BEGIN Record extracts
//! Config manager for loading, validating, saving, and atomic updates.
//!
//! Key features:
//! - Atomic writes (write to temp file, then rename)
//! - Section-level updates (only modified section is changed)
//! - Range validation on load
//! - Preserves comments and formatting with toml_edit

use std::fs;
use std::io::{self, Write};
use std::path::{Path, PathBuf};

use thiserror::Error;
use toml_edit::{DocumentMut, Item};

use super::settings::{ConfigSection, EngineSettings};

/// Errors that can occur during config operations.
#[derive(Error, Debug)]
pub enum ConfigError {
    #[error("Failed to read config file: {0}")]
    ReadError(#[from] io::Error),

    #[error("Failed to parse config: {0}")]
    ParseError(#[from] toml::de::Error),

    #[error("Failed to serialize config: {0}")]
    SerializeError(#[from] toml::ser::Error),

    #[error("Failed to parse config for editing: {0}")]
    EditParseError(#[from] toml_edit::TomlError),

    #[error("Config file not found: {0}")]
    NotFound(PathBuf),

    #[error("Invalid value for {key}: {reason}")]
    Invalid { key: String, reason: String },
}

/// Result type for config operations.
pub type ConfigResult<T> = Result<T, ConfigError>;

fn invalid(key: &str, reason: impl Into<String>) -> ConfigError {
    ConfigError::Invalid {
        key: key.to_string(),
        reason: reason.into(),
    }
}

/// Check value ranges that serde defaults cannot express.
pub fn validate(settings: &EngineSettings) -> ConfigResult<()> {
    let corr = &settings.correlation;
    if corr.sample_rate_hz == 0 {
        return Err(invalid("correlation.sample_rate_hz", "must be positive"));
    }
    if !(0.0..=100.0).contains(&corr.match_threshold_pct) {
        return Err(invalid(
            "correlation.match_threshold_pct",
            "must be between 0 and 100",
        ));
    }

    let chunks = &settings.chunks;
    if chunks.scan_chunk_count == 0 {
        return Err(invalid("chunks.scan_chunk_count", "must be at least 1"));
    }
    if chunks.scan_chunk_duration <= 0.0 || !chunks.scan_chunk_duration.is_finite() {
        return Err(invalid("chunks.scan_chunk_duration", "must be positive"));
    }
    let start = chunks.scan_start_percentage;
    let end = chunks.scan_end_percentage;
    if !(0.0..=100.0).contains(&start) || !(0.0..=100.0).contains(&end) || start >= end {
        return Err(invalid(
            "chunks.scan_start_percentage",
            format!("window {start}..{end} must be ordered within 0..100"),
        ));
    }

    let filter = &settings.filtering;
    if filter.filter_low_cutoff_hz <= 0.0 || filter.filter_low_cutoff_hz >= filter.filter_high_cutoff_hz
    {
        return Err(invalid(
            "filtering.filter_low_cutoff_hz",
            "must be positive and below filter_high_cutoff_hz",
        ));
    }
    if filter.filter_order == 0 {
        return Err(invalid("filtering.filter_order", "must be at least 1"));
    }

    if settings.separation.worker_command.is_empty() {
        return Err(invalid("separation.worker_command", "must name a program"));
    }

    if settings.stepping.dbscan_epsilon_ms <= 0.0 {
        return Err(invalid("stepping.dbscan_epsilon_ms", "must be positive"));
    }
    if settings.drift.default_framerate <= 0.0 {
        return Err(invalid("drift.default_framerate", "must be positive"));
    }

    Ok(())
}

/// Manages engine configuration.
///
/// Handles loading, saving, and atomic section-level updates.
pub struct ConfigManager {
    /// Path to the config file.
    config_path: PathBuf,
    /// Current settings loaded in memory.
    settings: EngineSettings,
}

impl ConfigManager {
    /// Create a new config manager with the given config file path.
    ///
    /// Does not load the config - call `load()` or `load_or_create()` after.
    pub fn new(config_path: impl Into<PathBuf>) -> Self {
        Self {
            config_path: config_path.into(),
            settings: EngineSettings::default(),
        }
    }

    /// Get the config file path.
    pub fn path(&self) -> &Path {
        &self.config_path
    }

    /// Get a reference to the current settings.
    pub fn settings(&self) -> &EngineSettings {
        &self.settings
    }

    /// Get a mutable reference to the current settings.
    ///
    /// Changes made here are only in memory until `save()` or
    /// `update_section()` is called.
    pub fn settings_mut(&mut self) -> &mut EngineSettings {
        &mut self.settings
    }

    /// Load config from file.
    ///
    /// Returns error if file doesn't exist or a value is out of range.
    pub fn load(&mut self) -> ConfigResult<()> {
        if !self.config_path.exists() {
            return Err(ConfigError::NotFound(self.config_path.clone()));
        }

        let content = fs::read_to_string(&self.config_path)?;
        self.settings = parse_and_validate(&content)?;
        Ok(())
    }

    /// Load config from file, creating with defaults if it doesn't exist.
    ///
    /// Files missing keys or carrying unknown sections are rewritten.
    pub fn load_or_create(&mut self) -> ConfigResult<()> {
        if self.config_path.exists() {
            let content = fs::read_to_string(&self.config_path)?;
            let (settings, was_modified) = parse_validate_and_clean(&content)?;
            self.settings = settings;

            if was_modified {
                self.save()?;
            }
        } else {
            if let Some(parent) = self.config_path.parent() {
                fs::create_dir_all(parent)?;
            }

            self.settings = EngineSettings::default();
            self.save()?;
        }
        Ok(())
    }

    /// Get the logs folder path.
    pub fn logs_folder(&self) -> PathBuf {
        PathBuf::from(&self.settings.logging.logs_folder)
    }

    /// Save the entire config atomically.
    pub fn save(&self) -> ConfigResult<()> {
        let content = self.generate_config_with_comments()?;
        self.atomic_write(&content)?;
        Ok(())
    }

    /// Update a specific section atomically.
    ///
    /// Re-reads the file from disk, replaces only the given table, and
    /// writes back atomically. Comments elsewhere in the file survive.
    pub fn update_section(&mut self, section: ConfigSection) -> ConfigResult<()> {
        let current_content = if self.config_path.exists() {
            fs::read_to_string(&self.config_path)?
        } else {
            String::new()
        };

        let mut doc: DocumentMut = if current_content.is_empty() {
            DocumentMut::new()
        } else {
            current_content.parse()?
        };

        let s = &self.settings;
        let section_toml = match section {
            ConfigSection::Correlation => toml::to_string_pretty(&s.correlation)?,
            ConfigSection::Chunks => toml::to_string_pretty(&s.chunks)?,
            ConfigSection::Filtering => toml::to_string_pretty(&s.filtering)?,
            ConfigSection::MultiCorrelation => toml::to_string_pretty(&s.multi_correlation)?,
            ConfigSection::Separation => toml::to_string_pretty(&s.separation)?,
            ConfigSection::Drift => toml::to_string_pretty(&s.drift)?,
            ConfigSection::Stepping => toml::to_string_pretty(&s.stepping)?,
            ConfigSection::Stability => toml::to_string_pretty(&s.stability)?,
            ConfigSection::Selection => toml::to_string_pretty(&s.selection)?,
            ConfigSection::Logging => toml::to_string_pretty(&s.logging)?,
        };

        let section_doc: DocumentMut = section_toml.parse()?;
        let section_table = section_doc.as_table().clone();

        doc[section.table_name()] = Item::Table(section_table);

        self.atomic_write(&doc.to_string())?;

        Ok(())
    }

    /// Generate config content with a comment above every section.
    fn generate_config_with_comments(&self) -> ConfigResult<String> {
        let body = toml::to_string_pretty(&self.settings)?;

        let mut output = String::new();
        output.push_str("# Delay engine configuration\n");
        output.push_str(
            "# This file is auto-generated. Comments may be preserved on section updates.\n\n",
        );

        for line in body.lines() {
            if let Some(section) = ConfigSection::all()
                .iter()
                .find(|s| line.trim() == format!("[{}]", s.table_name()))
            {
                output.push_str(&format!("# {}\n", section.description()));
            }
            output.push_str(line);
            output.push('\n');
        }

        Ok(output)
    }

    /// Write content to config file atomically.
    fn atomic_write(&self, content: &str) -> io::Result<()> {
        if let Some(parent) = self.config_path.parent() {
            fs::create_dir_all(parent)?;
        }

        // Same directory so the rename stays on one filesystem
        let temp_path = self.config_path.with_extension("toml.tmp");

        {
            let mut file = fs::File::create(&temp_path)?;
            file.write_all(content.as_bytes())?;
            file.sync_all()?;
        }

        fs::rename(&temp_path, &self.config_path)?;

        Ok(())
    }
}

/// Parse settings from TOML text and check value ranges.
pub fn parse_and_validate(content: &str) -> ConfigResult<EngineSettings> {
    let settings: EngineSettings = toml::from_str(content)?;
    validate(&settings)?;
    Ok(settings)
}

/// Parse and validate, reporting whether the file needs rewriting.
fn parse_validate_and_clean(content: &str) -> ConfigResult<(EngineSettings, bool)> {
    let doc: DocumentMut = content.parse()?;
    let settings = parse_and_validate(content)?;

    let has_unknown = doc.iter().any(|(key, _)| {
        !ConfigSection::all()
            .iter()
            .any(|section| section.table_name() == key)
    });

    // Anything missing shows up as extra keys after re-serializing.
    let reparsed: DocumentMut = toml::to_string_pretty(&settings)?.parse()?;
    let missing_keys = reparsed.iter().any(|(name, item)| match (item, doc.get(name)) {
        (Item::Table(expected), Some(Item::Table(actual))) => {
            expected.iter().any(|(key, _)| !actual.contains_key(key))
        }
        (_, None) => true,
        _ => false,
    });

    Ok((settings, has_unknown || missing_keys))
}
END Record extracts
* [What is needed]:
Go through the data above and return each line containing the string "actual".

* [Task solution]:
        (Item::Table(expected), Some(Item::Table(actual))) => {
            expected.iter().any(|(key, _)| !actual.contains_key(key))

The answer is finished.